Tiberius on the lam:* Random Thoughts Part 2
I hate patterns. Everywhere. Give me solid colors, no prints. No muted patterns, no gradations of color. Just solid colors. In the house I am living in now, which is also the house I grew up in, there are patterns everywhere. My mother loved them. I do not.
The dogs love carpeting. I hate it, but wonder if our next house should have some carpeted rooms because they seem to love it.
I have been to three post offices in the area. I love the postal service. I love the different ways postal employees help people. I love the connection that the post makes to local communities. I think my regular post office will be the downtown Saginaw one on Water Street, but the women at the township one are lovely as well.
There is an old, brick Victorian on Court Street. For sale. A good size lot. Only $87,000. I think about what life would be if I bought it.
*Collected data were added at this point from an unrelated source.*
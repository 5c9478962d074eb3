//! # Error Handling
//!
//! Provides the unified `AppError` enum used across the workspace, plus the
//! narrower `ResolveError` reported at the type resolver boundary.

use derive_more::{Display, From};

/// Failure reported by a `TypeResolver` when a name does not identify exactly one type.
#[derive(Debug, Clone, PartialEq, Eq, Display)]
pub enum ResolveError {
    /// No type with this name exists in any searched source.
    #[display("type '{name}' not found (searched: {})", searched.join(", "))]
    TypeNotFound {
        /// The name that was looked up.
        name: String,
        /// Labels of the sources that were searched.
        searched: Vec<String>,
    },

    /// The name matches several types; callers must use a qualified name.
    #[display("type '{name}' is ambiguous; candidates: {}", candidates.join(", "))]
    AmbiguousType {
        /// The name that was looked up.
        name: String,
        /// Every fully qualified name that matched.
        candidates: Vec<String>,
    },
}

impl std::error::Error for ResolveError {}

/// The Global Error Enum.
///
/// Note: String errors default to `General`.
#[derive(Debug, Display, From)]
pub enum AppError {
    /// A generic token declared more arguments than the sequence supplies,
    /// or a token does not follow the `name[`N][[]]` grammar.
    #[from(ignore)]
    #[display("Malformed generic reference: {_0}")]
    MalformedGenericReference(String),

    /// Tokens were left over after the root reference was decoded.
    #[from(ignore)]
    #[display("Out of order generic reference: {_0}")]
    OutOfOrderGenericReference(String),

    /// A referenced type could not be resolved.
    #[from(ignore)]
    #[display("Unresolved type reference '{reference}': {source}")]
    UnresolvedTypeReference {
        /// The reference as written, e.g. `Page<User>`.
        reference: String,
        /// The resolver failure.
        source: ResolveError,
    },

    /// A generic type received a different number of arguments than it declares.
    #[from(ignore)]
    #[display("Type '{name}' expects {expected} generic argument(s), found {found}")]
    GenericArityMismatch {
        /// Fully qualified name of the generic definition.
        name: String,
        /// Declared generic parameter count.
        expected: usize,
        /// Supplied argument count.
        found: usize,
    },

    /// Type nesting grew past the compiler's depth bound, e.g. a generic whose
    /// property instantiates itself with an ever larger argument.
    #[from(ignore)]
    #[display("Type reference '{reference}' nests deeper than {limit} levels")]
    RecursionLimit {
        /// The reference at which the bound was hit.
        reference: String,
        /// The depth bound.
        limit: usize,
    },

    /// A registry entry was still a placeholder when it was read out.
    #[from(ignore)]
    #[display("Schema '{_0}' is still pending compilation")]
    PendingSchema(String),

    /// A type catalog could not be loaded.
    #[from(ignore)]
    #[display("Catalog Error: {_0}")]
    Catalog(String),

    /// Wrapper for standard IO errors.
    #[display("IO Error: {_0}")]
    Io(std::io::Error),

    /// Generic errors.
    #[display("General Error: {_0}")]
    General(String),
}

/// Manual implementation of the standard Error trait.
impl std::error::Error for AppError {
    fn source(&self) -> Option<&(dyn std::error::Error + 'static)> {
        match self {
            AppError::UnresolvedTypeReference { source, .. } => Some(source),
            AppError::Io(e) => Some(e),
            _ => None,
        }
    }
}

/// Helper type alias for Result using AppError.
pub type AppResult<T> = Result<T, AppError>;
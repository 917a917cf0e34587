//! Upstream transcription-session client.

pub mod gladia;

pub use gladia::{SessionEvent, SessionHandle};
//! # Application State
//!
//! Shared state handed to every HTTP handler: the loaded configuration, the
//! address of the one router actor, and the server start time. Everything in
//! here is cheap to clone; the router address is just a mailbox handle.

use crate::config::AppConfig;
use crate::proxy::router::ProxyRouter;
use actix::Addr;
use std::time::Instant;

#[derive(Clone)]
pub struct AppState {
    config: AppConfig,
    router: Addr<ProxyRouter>,
    start_time: Instant,
}

impl AppState {
    pub fn new(config: AppConfig, router: Addr<ProxyRouter>) -> Self {
        Self {
            config,
            router,
            start_time: Instant::now(),
        }
    }

    pub fn router(&self) -> &Addr<ProxyRouter> {
        &self.router
    }

    pub fn get_config(&self) -> &AppConfig {
        &self.config
    }

    pub fn get_uptime_seconds(&self) -> u64 {
        self.start_time.elapsed().as_secs()
    }
}
impl ProxyRouter {
    pub fn new(config: AppConfig) -> Self {
        Self {
            config,
            registry: PeerRegistry::new(),
            session: SessionState::Inactive,
            generation: 0,
            writer_done: None,
            speakers: SpeakerTracker::default(),
            closing: false,
        }
    }

    /// First audio source of a cycle: start one upstream session. Idempotent
    /// against anything but `Inactive`.
    fn activate(&mut self, ctx: &mut Context<Self>) {
        if self.closing || !matches!(self.session, SessionState::Inactive) {
            return;
        }

        self.generation += 1;
        let generation = self.generation;
        self.session = SessionState::Starting;
        info!(generation, "starting transcription session");

        let gladia_config = self.config.gladia.clone();
        let audio_config = self.config.audio.clone();
        let addr = ctx.address();

        tokio::spawn(async move {
            match gladia::start(&gladia_config, &audio_config).await {
                Ok((handle, events, writer_done)) => addr.do_send(SessionStarted {
                    generation,
                    handle,
                    events,
                    writer_done,
                }),
                Err(e) => {
                    error!(generation, "transcription session start failed: {}", e);
                    addr.do_send(SessionFailed { generation });
                }
            }
        });
    }

    /// End the current activation cycle, stopping the session if one is
    /// live. Bumping the generation invalidates any start still in flight.
    /// Returns the stopped writer's completion signal when there was a live
    /// session, so shutdown can await the flush.
    fn deactivate(&mut self) -> Option<oneshot::Receiver<()>> {
        match std::mem::replace(&mut self.session, SessionState::Inactive) {
            SessionState::Inactive => None,
            SessionState::Starting => {
                self.generation += 1;
                info!("activation cycle ended while session was starting");
                None
            }
            SessionState::Active(handle) => {
                self.generation += 1;
                info!(session_id = %handle.session_id(), "stopping transcription session");
                handle.stop();
                self.writer_done.take()
            }
        }
    }

    fn route_bot_frame(&self, payload: &FramePayload) {
        // Verbatim fan-out; closed peers are simply skipped by the mailbox.
        for source in self.registry.sources() {
            source.do_send(payload.to_deliver());
        }
    }

    fn route_source_frame(&mut self, payload: &FramePayload) {
        // Every audio-source payload mirrors to the bot, whatever it is.
        if let Some(bot) = self.registry.bot() {
            bot.do_send(payload.to_deliver());
        }

        match envelope::classify_source_payload(payload.as_bytes()) {
            SourcePayload::Speakers(activity) => {
                if let Some(name) = self.speakers.observe(&activity) {
                    info!(speaker = %name, "active speaker changed");
                }
            }
            SourcePayload::Json(envelope) => {
                // Control traffic is never audio; it stops here.
                debug!(
                    kind = envelope.kind(),
                    "control frame from audio source: {}",
                    inspect::describe_payload(payload.as_bytes(), payload.origin())
                );
            }
            SourcePayload::Audio => match &self.session {
                SessionState::Active(handle) => {
                    let text = matches!(payload, FramePayload::Text(_));
                    if !handle.send_audio(payload.as_bytes().to_vec(), text) {
                        warn!("audio chunk rejected: upstream session gone");
                    }
                }
                state => {
                    // No buffering by design; audio is lost until the
                    // session becomes active.
                    debug!(session = state.as_str(), "audio dropped, session not active");
                }
            },
        }
    }

    fn forward_transcript(&self, text: String, is_final: bool, start: f64, end: f64) {
        let Some(bot) = self.registry.bot() else {
            debug!("transcript dropped: no bot peer connected");
            return;
        };

        let envelope = Envelope::Transcription(TranscriptionData {
            text,
            is_final,
            start_time: start,
            end_time: end,
        });

        if let Some(frame) = envelope.to_frame() {
            bot.do_send(Deliver::Text(frame));
        }
    }
}
//! # Configuration Management
//!
//! Loads application configuration from multiple sources:
//! - TOML configuration files (config.toml)
//! - Environment variables (with APP_ prefix)
//! - Default values (built into the code)
//!
//! ## Configuration Priority (highest to lowest):
//! 1. Plain environment variables used by deployment setups
//!    (HOST, PORT, GLADIA_API_KEY, MEETING_BOT_API_KEY)
//! 2. Environment variables with the APP_ prefix
//! 3. Configuration file (config.toml)
//! 4. Default values (defined in the Default impl)

use anyhow::Result;
use serde::{Deserialize, Serialize};
use std::env;

/// Main application configuration that contains all settings.
#[derive(Debug, Clone, Serialize, Deserialize)]
pub struct AppConfig {
    pub server: ServerConfig,
    pub audio: AudioConfig,
    pub gladia: GladiaConfig,
    pub meeting: MeetingConfig,
}

/// Listener configuration for the proxy's WebSocket endpoint.
#[derive(Debug, Clone, Serialize, Deserialize)]
pub struct ServerConfig {
    pub host: String,
    pub port: u16,
}

/// Audio format declared to the transcription provider. Payloads are never
/// decoded here; these values are only forwarded in the session-initiation
/// request.
#[derive(Debug, Clone, Serialize, Deserialize)]
pub struct AudioConfig {
    pub sample_rate: u32,
    pub channels: u32,
    pub encoding: String,
}

/// Transcription provider credentials and session options.
#[derive(Debug, Clone, Serialize, Deserialize)]
pub struct GladiaConfig {
    pub api_key: String,
    pub api_url: String,
    /// Target languages for the session. Empty means provider auto-detect.
    pub languages: Vec<String>,
    pub code_switching: bool,
}

/// Meeting-bot platform credentials and bot identity.
#[derive(Debug, Clone, Serialize, Deserialize)]
pub struct MeetingConfig {
    pub api_key: String,
    pub api_url: String,
    pub bot_name: String,
}

impl Default for AppConfig {
    fn default() -> Self {
        Self {
            server: ServerConfig {
                host: "127.0.0.1".to_string(),
                port: 8080,
            },
            audio: AudioConfig {
                sample_rate: 16000,
                channels: 1,
                encoding: "wav/pcm".to_string(),
            },
            gladia: GladiaConfig {
                api_key: String::new(),
                api_url: "https://api.gladia.io".to_string(),
                languages: Vec::new(),
                code_switching: false,
            },
            meeting: MeetingConfig {
                api_key: String::new(),
                api_url: "https://us-west-2.recall.ai".to_string(),
                bot_name: "Transcription Bot".to_string(),
            },
        }
    }
}

impl AppConfig {
    /// Load configuration from defaults, config.toml and the environment.
    pub fn load() -> Result<Self> {
        let mut settings = config::Config::builder()
            .add_source(config::Config::try_from(&AppConfig::default())?)
            .add_source(config::File::with_name("config").required(false))
            .add_source(config::Environment::with_prefix("APP").separator("_"));

        // Plain environment variables used by deployment platforms and the
        // provider SDK conventions. They take precedence over everything.
        if let Ok(host) = env::var("HOST") {
            settings = settings.set_override("server.host", host)?;
        }

        if let Ok(port) = env::var("PORT") {
            settings = settings.set_override("server.port", port)?;
        }

        if let Ok(key) = env::var("GLADIA_API_KEY") {
            settings = settings.set_override("gladia.api_key", key)?;
        }

        if let Ok(key) = env::var("MEETING_BOT_API_KEY") {
            settings = settings.set_override("meeting.api_key", key)?;
        }

        let config = settings.build()?.try_deserialize()?;
        Ok(config)
    }

    /// Validate that the configuration values make sense. Catching these at
    /// startup beats failing on the first live audio frame.
    pub fn validate(&self) -> Result<()> {
        if self.server.port == 0 {
            return Err(anyhow::anyhow!("Server port cannot be 0"));
        }

        if self.audio.sample_rate == 0 {
            return Err(anyhow::anyhow!("Audio sample rate must be greater than 0"));
        }

        if self.audio.channels == 0 {
            return Err(anyhow::anyhow!("Audio channel count must be greater than 0"));
        }

        if self.gladia.api_url.is_empty() {
            return Err(anyhow::anyhow!("Transcription provider URL cannot be empty"));
        }

        Ok(())
    }

    /// The address the proxy listener binds to.
    pub fn bind_addr(&self) -> String {
        format!("{}:{}", self.server.host, self.server.port)
    }
}
//! # Message Inspector
//!
//! Best-effort, human-readable rendering of opaque peer payloads for
//! diagnostic logging. Classification order:
//!
//! 1. Bytes that decode and parse as JSON are pretty-printed, tagged with
//!    whether they arrived on a text or binary frame.
//! 2. Bytes that look binary (invalid UTF-8, control or high-byte content)
//!    get a bounded hex preview.
//! 3. Anything else gets a bounded text preview.
//!
//! This is observability only. Routing never depends on the output, and the
//! function is total: whatever the input, it returns a string.

/// Bytes shown in a hex preview before truncation.
const HEX_PREVIEW_BYTES: usize = 100;

/// Characters shown in a text preview before truncation.
const TEXT_PREVIEW_CHARS: usize = 500;

/// Fallback when rendering itself goes wrong.
const INSPECTION_FAILED: &str = "inspection failed";

/// Whether a payload arrived as a WebSocket text or binary frame.
#[derive(Debug, Clone, Copy, PartialEq, Eq)]
pub enum PayloadOrigin {
    Text,
    Binary,
}

impl PayloadOrigin {
    pub fn as_str(&self) -> &'static str {
        match self {
            PayloadOrigin::Text => "text",
            PayloadOrigin::Binary => "binary",
        }
    }
}

/// Render a payload as a diagnostic string. Never panics and never fails;
/// internal rendering problems degrade to a fixed marker string.
pub fn describe_payload(payload: &[u8], origin: PayloadOrigin) -> String {
    try_describe(payload, origin).unwrap_or_else(|| INSPECTION_FAILED.to_string())
}

fn try_describe(payload: &[u8], origin: PayloadOrigin) -> Option<String> {
    if let Ok(text) = std::str::from_utf8(payload) {
        if let Ok(value) = serde_json::from_str::<serde_json::Value>(text) {
            let pretty = serde_json::to_string_pretty(&value).ok()?;
            return Some(format!("JSON ({} frame): {}", origin.as_str(), pretty));
        }

        if !looks_binary(text) {
            return Some(text_preview(text));
        }
    }

    Some(hex_preview(payload))
}

/// Control characters (other than common whitespace) or DEL suggest the
/// "text" is really binary data that happened to decode.
fn looks_binary(text: &str) -> bool {
    text.chars()
        .any(|c| (c.is_control() && c != '\n' && c != '\r' && c != '\t') || c == '\u{7f}')
}

fn text_preview(text: &str) -> String {
    let preview: String = text.chars().take(TEXT_PREVIEW_CHARS).collect();
    if text.chars().count() > TEXT_PREVIEW_CHARS {
        format!("text ({} chars): {}... [truncated]", text.chars().count(), preview)
    } else {
        format!("text: {}", preview)
    }
}

fn hex_preview(payload: &[u8]) -> String {
    let shown = payload.len().min(HEX_PREVIEW_BYTES);
    let hex: Vec<String> = payload[..shown].iter().map(|b| format!("{:02x}", b)).collect();
    if payload.len() > HEX_PREVIEW_BYTES {
        format!("binary ({} bytes): {}... [truncated]", payload.len(), hex.join(" "))
    } else {
        format!("binary ({} bytes): {}", payload.len(), hex.join(" "))
    }
}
I don’t love that none of our mail has reached us using the Premium Forwarding Service. I like to imagine that there are really important letters out there in the ether waiting for me.
Twice a day, Vita comes up to sit on my shoulder and have me rub her. She purrs into my ear. If I try to stop petting her before she is ready, she hisses. When she is done, she walks away.
Tomorrow, December 9th, 2015, is the twentieth anniversary of my sister’s death. I never thought that I would be living again in the house we grew up in. I like to imagine small bits of her skin and hair still dwelling in the house. I never thought she would die. Sometimes, when I am sitting quietly downstairs, I can hear her teenaged voice in the bedroom upstairs. Sometimes, I think I see her. I never thought we would not be grown ups together. But here I am all grown, and she is gone.
When the beloved is out of town, Tiberius curls up right next to me, pressing his warm, strong body against my leg. Sometimes he dreams and thrashes about a bit, but he always returns to me, to nuzzle against my warm body. He does not know, and I will not tell him, that people want to see him killed.
*With a respectful and heartfelt nod to Barbara Neely’s extraordinary Blanche on the Lam.